# Legal size of a Knife



## Guest (Jun 20, 2009)

I apologize if I may be posting a question that has already been posted, in which case if I could get a quick link to that thread I can read on from there. Otherwise I was curious as to what is the largest blade I could get for a fixed blade knife in Massachusetts, I just want to state I am not planning to get the largest knife I can. Personally I am just curious the maximum I could go up to. I work in a greenhouse/garden center, and more often than not, at one point in the day there is something that needs to be cut. Oh also I am 17 years old if age plays a factor in this.


----------



## Nightstalker (Jul 25, 2006)

Unregistered said:


> I apologize if I may be posting a question that has already been posted, in which case if I could get a quick link to that thread I can read on from there. Otherwise I was curious as to what is the largest blade I could get for a fixed blade knife in Massachusetts, I just want to state I am not planning to get the largest knife I can. Personally I am just curious the maximum I could go up to. I work in a greenhouse/garden center, and more often than not, at one point in the day there is something that needs to be cut. Oh also I am 17 years old if age plays a factor in this.


What exactly are you trying to cut with a big knife that you can not do with a small knife? I have a small knife from Smith & Wesson thats probably 2-2.5 inches that I use every day. Havent found anything yet that requires a larger knife.

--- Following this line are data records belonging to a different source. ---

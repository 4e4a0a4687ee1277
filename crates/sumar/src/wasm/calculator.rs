//! Browser calculator model
//!
//! [`WasmCalculator`] wires the token-buffer engine to the DOM: it consumes
//! click and keydown events, runs the defensive identity/value checks at the
//! classification boundary, keeps the display element's text in sync with
//! the buffer, and marks the highlighted operator button with a CSS class
//! driven by explicit state rather than DOM queries.

use serde::{Deserialize, Serialize};

use crate::core::buffer::{OperatorPress, TokenBuffer};
use crate::core::key::{classify, Key, RawKey};
use crate::core::token::Operator;

use super::dom::{DomEvent, MockDom};
use super::keypad::{DomKeypad, ACTIVE_CLASS, DISPLAY_ID};

/// A serializable snapshot of the calculator state
///
/// The browser side reads this as JSON to drive rendering frameworks that
/// want plain data instead of method calls.
#[derive(Debug, Clone, PartialEq, Eq, Serialize, Deserialize)]
pub struct CalcState {
    /// The display string
    pub display: String,
    /// Identity of the highlighted operator key, if any
    pub active_operator: Option<String>,
    /// Whether the next operand entry starts a fresh buffer
    pub reset: bool,
}

/// The calculator page: engine, DOM, and highlight state
#[derive(Debug)]
pub struct WasmCalculator {
    buffer: TokenBuffer,
    dom: MockDom,
    keypad: DomKeypad,
    last_operator: Option<Operator>,
}

impl Default for WasmCalculator {
    fn default() -> Self {
        Self::new()
    }
}

impl WasmCalculator {
    /// Creates the calculator and builds its page
    #[must_use]
    pub fn new() -> Self {
        let keypad = DomKeypad::new();
        let mut dom = MockDom::new();
        keypad.install(&mut dom);
        Self {
            buffer: TokenBuffer::new(),
            dom,
            keypad,
            last_operator: None,
        }
    }

    /// Returns the display string
    #[must_use]
    pub fn display(&self) -> String {
        self.buffer.display()
    }

    /// Returns the operator whose button is highlighted, if any
    #[must_use]
    pub fn active_operator(&self) -> Option<Operator> {
        self.last_operator
    }

    /// Returns the page DOM
    #[must_use]
    pub fn dom(&self) -> &MockDom {
        &self.dom
    }

    /// Returns the DOM keypad
    #[must_use]
    pub fn keypad(&self) -> &DomKeypad {
        &self.keypad
    }

    /// Dispatches a DOM event into the calculator
    pub fn dispatch(&mut self, event: DomEvent) {
        self.dom.log_event(event.clone());
        match event {
            DomEvent::Click { element_id } => self.handle_click(&element_id),
            DomEvent::KeyDown { key } => self.handle_keydown(&key),
        }
    }

    /// Handles a click on the element with the given id
    pub fn handle_click(&mut self, element_id: &str) {
        let value = self
            .dom
            .element(element_id)
            .and_then(|element| element.attr("value"))
            .unwrap_or_default();
        let raw = RawKey::new(element_id, value);

        match classify(&raw) {
            Ok(key) => self.press(key),
            Err(error) => {
                // Malformed events are dropped without touching state.
                tracing::warn!("ignoring click on '{element_id}': {error}");
            }
        }
    }

    /// Handles a keyboard key pressed on the page
    pub fn handle_keydown(&mut self, key: &str) {
        if let Some(key) = DomKeypad::key_from_keyboard(key) {
            self.press(key);
        }
    }

    /// Applies one classified keypress and re-renders
    pub fn press(&mut self, key: Key) {
        match key {
            Key::Digit(d) => self.buffer.press_digit(d),
            Key::Decimal => self.buffer.press_decimal(),
            Key::Operator(op) => {
                if self.buffer.press_operator(op) == OperatorPress::Applied {
                    self.set_active_operator(Some(op));
                }
            }
            Key::Equals => {
                self.buffer.press_equals();
                self.set_active_operator(None);
            }
            Key::Clear => {
                self.buffer.press_clear();
                self.set_active_operator(None);
            }
        }
        self.sync_display();
    }

    /// Returns a serializable state snapshot
    #[must_use]
    pub fn state(&self) -> CalcState {
        CalcState {
            display: self.display(),
            active_operator: self
                .last_operator
                .map(|op| Key::Operator(op).id().to_string()),
            reset: self.buffer.reset_pending(),
        }
    }

    /// Returns the state snapshot as JSON
    #[must_use]
    pub fn state_json(&self) -> String {
        serde_json::to_string(&self.state()).unwrap_or_default()
    }

    fn sync_display(&mut self) {
        let display = self.buffer.display();
        self.dom.set_text(DISPLAY_ID, &display);
    }

    fn set_active_operator(&mut self, op: Option<Operator>) {
        if self.last_operator == op {
            return;
        }
        if let Some(previous) = self.last_operator {
            let id = Key::Operator(previous).id();
            if let Some(element) = self.dom.element_mut(id) {
                element.remove_class(ACTIVE_CLASS);
            }
        }
        if let Some(next) = op {
            let id = Key::Operator(next).id();
            if let Some(element) = self.dom.element_mut(id) {
                element.add_class(ACTIVE_CLASS);
            }
        }
        self.last_operator = op;
    }
}
//! The token-buffer engine
//!
//! [`TokenBuffer`] owns the ordered token sequence and the rules for
//! mutating it on each keystroke category. The buffer is never empty: it
//! starts as `["0"]`, Clear restores that state, and Equals collapses it to
//! the formatted result while arming the reset flag so the next operand
//! entry starts fresh.

use super::reduce::{format_number, reduce};
use super::token::{digit_char, Operator, Token};

/// Outcome of an operator keypress
///
/// A Subtract pressed while two operators are already trailing is dropped
/// outright; callers use the outcome to decide whether the keypress counts
/// as the most recent operator press (highlighting, for one).
#[derive(Debug, Clone, Copy, PartialEq, Eq)]
pub enum OperatorPress {
    /// The press mutated the buffer
    Applied,
    /// The press was dropped without touching the buffer
    Ignored,
}

/// Ordered keystroke tokens plus the reset flag
#[derive(Debug, Clone, PartialEq)]
pub struct TokenBuffer {
    tokens: Vec<Token>,
    reset: bool,
}

impl Default for TokenBuffer {
    fn default() -> Self {
        Self::new()
    }
}

impl TokenBuffer {
    /// Creates the initial `["0"]` buffer
    #[must_use]
    pub fn new() -> Self {
        Self {
            tokens: vec![Token::zero()],
            reset: false,
        }
    }

    /// Returns the token sequence
    #[must_use]
    pub fn tokens(&self) -> &[Token] {
        &self.tokens
    }

    /// Returns true while the next operand entry should start a fresh buffer
    #[must_use]
    pub fn reset_pending(&self) -> bool {
        self.reset
    }

    /// Renders the buffer as the display string
    #[must_use]
    pub fn display(&self) -> String {
        self.tokens.iter().map(Token::text).collect()
    }

    /// Handles a digit keypress (0-9)
    pub fn press_digit(&mut self, digit: u8) {
        if self.reset {
            self.tokens = vec![Token::digit(digit)];
            self.reset = false;
            return;
        }

        // A pending binary operator with an operand already present starts
        // the next operand as its own token.
        if self.last_is_op() && self.second_to_last_is_operand() {
            self.tokens.push(Token::digit(digit));
            return;
        }

        // Otherwise the digit extends the last token. Extending an operator
        // token turns it into a signed numeric fragment ("-" then "3" is
        // the literal "-3").
        if let Some(last) = self.tokens.last_mut() {
            match last {
                Token::Number(literal) if literal == "0" => {
                    *literal = digit_char(digit).to_string();
                }
                Token::Number(literal) => literal.push(digit_char(digit)),
                Token::Op(op) => {
                    *last = Token::Number(format!("{}{}", op.symbol(), digit_char(digit)));
                }
            }
        }
    }

    /// Handles the decimal-point keypress
    pub fn press_decimal(&mut self) {
        if self.reset {
            self.tokens = vec![Token::Number(".".to_string())];
            self.reset = false;
            return;
        }

        if let Some(last) = self.tokens.last_mut() {
            match last {
                // One decimal point per operand.
                Token::Number(literal) if literal.contains('.') => {}
                Token::Number(literal) => literal.push('.'),
                Token::Op(op) => {
                    *last = Token::Number(format!("{}.", op.symbol()));
                }
            }
        }
    }

    /// Handles an operator keypress
    pub fn press_operator(&mut self, op: Operator) -> OperatorPress {
        self.reset = false;

        // No operand yet: the operator takes the place of the seed zero.
        if self.tokens.len() < 2 {
            if let Some(Token::Number(literal)) = self.tokens.first() {
                if literal == "0" {
                    self.tokens.clear();
                    self.tokens.push(Token::Op(op));
                    return OperatorPress::Applied;
                }
            }
        }

        let last_is_op = self.last_is_op();
        let prev_is_op = self.tokens.len() >= 2
            && self
                .tokens
                .get(self.tokens.len() - 2)
                .is_some_and(Token::is_op);

        if last_is_op && prev_is_op {
            // Two operators already trailing. Another Subtract is dropped;
            // anything else collapses both into the new operator.
            if op == Operator::Subtract {
                return OperatorPress::Ignored;
            }
            self.tokens.truncate(self.tokens.len() - 2);
            self.tokens.push(Token::Op(op));
            return OperatorPress::Applied;
        }

        if last_is_op {
            // Subtract layers on top of the pending operator, setting up a
            // negative next operand; any other operator replaces it.
            if op == Operator::Subtract {
                self.tokens.push(Token::Op(op));
            } else if let Some(last) = self.tokens.last_mut() {
                *last = Token::Op(op);
            }
            return OperatorPress::Applied;
        }

        self.tokens.push(Token::Op(op));
        OperatorPress::Applied
    }

    /// Handles the clear keypress
    pub fn press_clear(&mut self) {
        self.tokens = vec![Token::zero()];
        self.reset = false;
    }

    /// Handles the equals keypress, collapsing the buffer to the result
    pub fn press_equals(&mut self) -> f64 {
        let result = reduce(&self.tokens);
        self.tokens = vec![Token::Number(format_number(result))];
        self.reset = true;
        result
    }

    fn last_is_op(&self) -> bool {
        self.tokens.last().is_some_and(Token::is_op)
    }

    fn second_to_last_is_operand(&self) -> bool {
        self.tokens.len() >= 2
            && self
                .tokens
                .get(self.tokens.len() - 2)
                .is_some_and(|token| !token.is_op())
    }
}
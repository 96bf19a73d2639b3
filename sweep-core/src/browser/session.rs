use std::fmt;

use chrono::{DateTime, Utc};
use tracing::{info, warn};
use uuid::Uuid;

use super::driver::{Driver, SessionFactory};
use super::error::BrowserResult;

/// The authenticated browsing context. A hard restart swaps the driver and
/// the identity; a soft reset keeps both.
pub struct Session {
    id: Uuid,
    created_at: DateTime<Utc>,
    driver: Box<dyn Driver>,
}

impl fmt::Debug for Session {
    fn fmt(&self, f: &mut fmt::Formatter<'_>) -> fmt::Result {
        f.debug_struct("Session")
            .field("id", &self.id)
            .field("created_at", &self.created_at)
            .finish_non_exhaustive()
    }
}

impl Session {
    pub fn from_driver(driver: Box<dyn Driver>) -> Self {
        Self {
            id: Uuid::new_v4(),
            created_at: Utc::now(),
            driver,
        }
    }

    pub async fn open(factory: &dyn SessionFactory) -> BrowserResult<Self> {
        let driver = factory.create().await?;
        let session = Self::from_driver(driver);
        info!(session = %session.id, "browsing session opened");
        Ok(session)
    }

    pub fn id(&self) -> Uuid {
        self.id
    }

    pub fn created_at(&self) -> DateTime<Utc> {
        self.created_at
    }

    pub fn driver(&mut self) -> &mut dyn Driver {
        self.driver.as_mut()
    }

    /// Replaces the underlying driver with a fresh one and tears the old one
    /// down. When the factory fails the current driver is left in place.
    pub async fn restart(&mut self, factory: &dyn SessionFactory) -> BrowserResult<()> {
        let fresh = factory.create().await?;
        let mut previous = std::mem::replace(&mut self.driver, fresh);
        let previous_id = self.id;
        self.id = Uuid::new_v4();
        self.created_at = Utc::now();
        if let Err(err) = previous.close().await {
            warn!(session = %previous_id, error = %err, "failed to close replaced session");
        }
        info!(previous = %previous_id, session = %self.id, "browsing session restarted");
        Ok(())
    }

    pub async fn shutdown(mut self) -> BrowserResult<()> {
        info!(session = %self.id, "closing browsing session");
        self.driver.close().await
    }
}
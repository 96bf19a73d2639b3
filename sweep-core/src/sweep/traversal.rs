use std::time::{Duration, Instant};

use tokio::time::sleep;
use tracing::{debug, info, warn};

use crate::browser::Session;
use crate::config::SweepConfig;

use super::catalog::CatalogNavigator;
use super::classifier::{ItemHandle, OutcomeClassifier};
use super::model::{
    EscalationCounter, FailureBudget, ItemKey, RecoveryReason, RetriedSet, Verdict,
};
use super::pagination::PaginationNavigator;
use super::recovery::{RecoveryManager, RecoveryOutcome, RecoveryRequest};
use super::report::ProviderReport;

enum Flow {
    Continue,
    SkipPage,
    Halt,
}

/// Walks provider → page → item, classifying each launch and handing
/// anything but success to recovery.
pub struct TraversalController {
    session: Session,
    catalog: CatalogNavigator,
    pagination: PaginationNavigator,
    classifier: OutcomeClassifier,
    recovery: RecoveryManager,
    retried: RetriedSet,
    escalation: EscalationCounter,
    /// Set when a recovery gave up somewhere between the landing page and
    /// the item, so the session is no longer on the provider's list.
    context_lost: bool,
    failure_budget: u32,
    item_settle: Duration,
    page_settle: Duration,
}

impl TraversalController {
    pub fn new(
        config: &SweepConfig,
        session: Session,
        catalog: CatalogNavigator,
        pagination: PaginationNavigator,
        classifier: OutcomeClassifier,
        recovery: RecoveryManager,
    ) -> Self {
        Self {
            session,
            catalog,
            pagination,
            classifier,
            recovery,
            retried: RetriedSet::new(),
            escalation: EscalationCounter::new(config.policy.escalation_interval),
            context_lost: false,
            failure_budget: config.policy.failure_budget,
            item_settle: config.timing.item_settle(),
            page_settle: config.timing.page_settle(),
        }
    }

    pub fn session(&mut self) -> &mut Session {
        &mut self.session
    }

    pub fn into_session(self) -> Session {
        self.session
    }

    pub fn retried(&self) -> &RetriedSet {
        &self.retried
    }

    pub fn escalation(&self) -> &EscalationCounter {
        &self.escalation
    }

    /// Sweeps one provider. Never fails: every problem ends up in the report.
    pub async fn run(&mut self, provider: &str) -> ProviderReport {
        let started = Instant::now();
        let mut report = ProviderReport::new(provider);
        let mut budget = FailureBudget::new(self.failure_budget);

        // A previous provider may have ended with the session stranded.
        let entered = if self.context_lost {
            self.recovery
                .reenter(&mut self.session, provider, 1)
                .await
                .map(|_| report.reentries += 1)
        } else {
            self.catalog.select_provider(self.session.driver(), provider).await
        };
        if let Err(err) = entered {
            warn!(provider, error = %err, "cannot start provider");
            report.aborted = Some(err.to_string());
            report.duration_ms = started.elapsed().as_millis() as u64;
            return report;
        }
        self.context_lost = false;
        sleep(self.page_settle).await;
        let mut last_page = self.read_last_page(1).await;
        info!(provider, last_page, "provider opened");

        let mut page = 1u32;
        while page <= last_page {
            if !self.ensure_page(provider, page, &mut report).await {
                warn!(provider, page, "page unreachable, skipping");
                report.record_navigation_failure(page);
                page += 1;
                continue;
            }
            sleep(self.page_settle).await;
            last_page = self.read_last_page(last_page).await;
            report.pages_visited += 1;

            let count = match self.catalog.item_count(self.session.driver()).await {
                Ok(count) => count,
                Err(err) => {
                    warn!(provider, page, error = %err, "cannot count items");
                    0
                }
            };
            info!(provider, page, last_page, items = count, "page entered");

            match self.visit_page(provider, page, count, &mut budget, &mut report).await {
                Flow::Continue | Flow::SkipPage => {}
                Flow::Halt => {
                    warn!(
                        provider,
                        page,
                        failures = budget.used(),
                        limit = budget.limit(),
                        "failure budget exhausted, halting provider"
                    );
                    report.halted_by_budget = true;
                    break;
                }
            }
            page += 1;
        }

        report.last_page = last_page;
        report.failure_budget_used = budget.used();
        report.duration_ms = started.elapsed().as_millis() as u64;
        info!(
            provider,
            attempted = report.items_attempted,
            successes = report.successes,
            recovered = report.recovered,
            skipped = report.permanent_skips,
            halted = report.halted_by_budget,
            "provider finished"
        );
        report
    }

    /// Puts the session on `page` of `provider`. A pagination click is
    /// enough while the list is still on screen; page 1 is where the list
    /// lands after every close, so it needs nothing. Otherwise the route is
    /// rebuilt from the landing page.
    async fn ensure_page(&mut self, provider: &str, page: u32, report: &mut ProviderReport) -> bool {
        if !self.context_lost
            && (page == 1 || self.pagination.navigate_to(self.session.driver(), page).await)
        {
            return true;
        }
        match self.recovery.reenter(&mut self.session, provider, page).await {
            Ok(mode) => {
                info!(provider, page, %mode, "catalog context rebuilt");
                self.context_lost = false;
                report.reentries += 1;
                true
            }
            Err(err) => {
                warn!(provider, page, error = %err, "cannot rebuild catalog context");
                self.context_lost = true;
                false
            }
        }
    }

    /// The widget can re-render with a wider window, so the highest label
    /// seen so far wins.
    async fn read_last_page(&mut self, known: u32) -> u32 {
        match self.pagination.last_visible_page(self.session.driver()).await {
            Ok(visible) => visible.max(known),
            Err(err) => {
                debug!(error = %err, "cannot read pagination");
                known
            }
        }
    }

    async fn visit_page(
        &mut self,
        provider: &str,
        page: u32,
        count: usize,
        budget: &mut FailureBudget,
        report: &mut ProviderReport,
    ) -> Flow {
        for index in 0..count {
            let key = ItemKey::new(provider, page, index);
            if self.retried.contains(&key) {
                info!(item = %key, "already retried once, skipping");
                report.record_skip(key);
                continue;
            }
            // Closing an item re-renders the list from its first page.
            if index > 0 && !self.ensure_page(provider, page, report).await {
                warn!(item = %key, "page lost before launch, skipping rest of page");
                report.record_navigation_failure(page);
                return Flow::SkipPage;
            }
            let name = self.catalog.item_name(self.session.driver(), index).await;
            report.items_attempted += 1;
            let failure = self.attempt(&key, &name).await;
            let Some(reason) = failure else {
                report.record_success(key, name);
                sleep(self.item_settle).await;
                continue;
            };

            self.retried.insert(key.clone());
            let hard_hint = match reason {
                RecoveryReason::Failure => {
                    let used = budget.record();
                    let hard = self.escalation.record();
                    debug!(item = %key, used, escalation = self.escalation.count(), hard, "failure counted");
                    hard
                }
                RecoveryReason::TimedOut => false,
                RecoveryReason::Exception => true,
            };
            let outcome = self
                .recovery
                .recover(
                    &mut self.session,
                    RecoveryRequest {
                        key: &key,
                        item_name: &name,
                        reason,
                        hard_hint,
                    },
                )
                .await;
            let lost_page = matches!(outcome, RecoveryOutcome::NavigationExhausted { .. });
            if !matches!(outcome, RecoveryOutcome::Retried { .. }) {
                self.context_lost = true;
            }
            report.record_recovery(key, name, reason, outcome);

            if budget.exhausted() {
                return Flow::Halt;
            }
            if lost_page {
                report.record_navigation_failure(page);
                return Flow::SkipPage;
            }
            sleep(self.item_settle).await;
        }
        Flow::Continue
    }

    /// Launches and classifies one item; `None` means success.
    async fn attempt(&mut self, key: &ItemKey, name: &str) -> Option<RecoveryReason> {
        let driver = self.session.driver();
        if let Err(err) = self.catalog.launch_item(driver, key.index).await {
            warn!(item = %key, error = %err, "launch failed");
            return Some(RecoveryReason::Exception);
        }
        let verdict = self
            .classifier
            .await_outcome(driver, ItemHandle { key, name }, self.classifier.default_budget())
            .await;
        match verdict {
            Verdict::Success => None,
            Verdict::Failure => Some(RecoveryReason::Failure),
            Verdict::TimedOut => Some(RecoveryReason::TimedOut),
        }
    }
}
impl FakeSite {
    pub fn new() -> Self {
        Self::default()
    }

    pub fn with_provider(self, name: &str, pages: &[usize]) -> Self {
        self.world.borrow_mut().providers.push(FakeProvider {
            name: name.to_string(),
            pages: pages.to_vec(),
        });
        self
    }

    pub fn script(&self, provider: &str, page: u32, index: usize, launches: &[Launch]) {
        self.world
            .borrow_mut()
            .scripts
            .insert((provider.to_string(), page, index), launches.iter().copied().collect());
    }

    pub fn reject_logins(&self, count: u32) {
        self.world.borrow_mut().login_failures = count;
    }

    pub fn fail_session_creations(&self, count: u32) {
        self.world.borrow_mut().failing_creations = count;
    }

    pub fn fail_gotos(&self, count: u32) {
        self.world.borrow_mut().failing_gotos = count;
    }

    /// The next page load serves `provider` with a different page layout.
    pub fn relayout_on_reload(&self, provider: &str, pages: &[usize]) {
        self.world.borrow_mut().pending_layout = Some((provider.to_string(), pages.to_vec()));
    }

    pub fn hide_back_button(&self) {
        self.world.borrow_mut().hide_back_button = true;
    }

    pub fn world(&self) -> std::cell::Ref<'_, World> {
        self.world.borrow()
    }

    /// A fresh browser sitting on the landing page, logged out.
    pub fn driver(&self) -> FakeDriver {
        FakeDriver {
            world: self.world.clone(),
            client: Client::default(),
        }
    }

    pub fn factory(&self) -> Arc<dyn SessionFactory> {
        Arc::new(FakeSessionFactory { site: self.clone() })
    }
}

pub struct FakeSessionFactory {
    site: FakeSite,
}

#[async_trait(?Send)]
impl SessionFactory for FakeSessionFactory {
    async fn create(&self) -> BrowserResult<Box<dyn Driver>> {
        {
            let mut world = self.site.world.borrow_mut();
            if world.failing_creations > 0 {
                world.failing_creations -= 1;
                return Err(BrowserError::Launch("browser binary missing".to_string()));
            }
            world.sessions_created += 1;
        }
        Ok(Box::new(self.site.driver()))
    }
}

#[derive(Debug, Clone, Copy, PartialEq, Eq, Default)]
enum View {
    #[default]
    Home,
    Catalog,
}

#[derive(Debug, Clone, Copy, PartialEq, Eq, Default)]
enum Overlay {
    #[default]
    None,
    Loaded,
    Toast,
    Loading,
}

#[derive(Debug, Clone)]
struct Client {
    closed: bool,
    logged_in: bool,
    modal_open: bool,
    popup_open: bool,
    view: View,
    overlay: Overlay,
    provider: Option<usize>,
    page: u32,
}

impl Default for Client {
    fn default() -> Self {
        Self {
            closed: false,
            logged_in: false,
            modal_open: false,
            popup_open: false,
            view: View::Home,
            overlay: Overlay::None,
            provider: None,
            page: 1,
        }
    }
}

impl Client {
    fn in_catalog(&self) -> bool {
        self.view == View::Catalog && self.overlay == Overlay::None
    }

    /// Leaving an item re-renders the list from its first page.
    fn back_to_list(&mut self) {
        self.overlay = Overlay::None;
        self.page = 1;
    }
}

pub struct FakeDriver {
    world: Rc<RefCell<World>>,
    client: Client,
}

oh, BTW.... REGISTER!!!!!c:


----------



## Itko (Jun 20, 2009)

Hehehe, I just registered. Also it is not so much I have yet to find anything I cannot cut with a smaller sized knife, I was just curious. Personally I usually have a small knife on me which I use to cut wire, and such. I have heard many different things on what is the "legal" limit for a blade, so I was just curious as to what it is .


----------



## pba05001 (Sep 10, 2008)

no length limit in the state. there is in boston and a few other cities. No switch blades over 1.5(?) inches. no double edged, etc


----------



## MetrowestPD (Oct 21, 2008)

Read M.G.L. c. 269 s. 10: Not a good idea to carry around a knife for no reason. People get shot over it.


----------



## Itko (Jun 20, 2009)

Oh I would only be using the knife at work, and I will read that. Thanks you all for answers much appreciated.


----------



## Killjoy (Jun 23, 2003)

No larger than a Scottish claymore.


----------



## Guest (Jun 21, 2009)

Any knife that you carry must not be any longer than your manhood.









Sorry dude.


----------



## mpr4601 (Mar 24, 2007)

Killjoy said:


> No larger than a Scottish claymore.


That's not a knife, this is a knife!


----------



## Foxy85 (Mar 29, 2006)

My buddy Bill make a great knife if you need one.....He can make the largest down to the smallest, caters to your every need.


----------



## suxpot (Jul 2, 2009)

This thread is the exact reason I created an account here. I don't know if anyone will check on this response though since this appears to be a week old.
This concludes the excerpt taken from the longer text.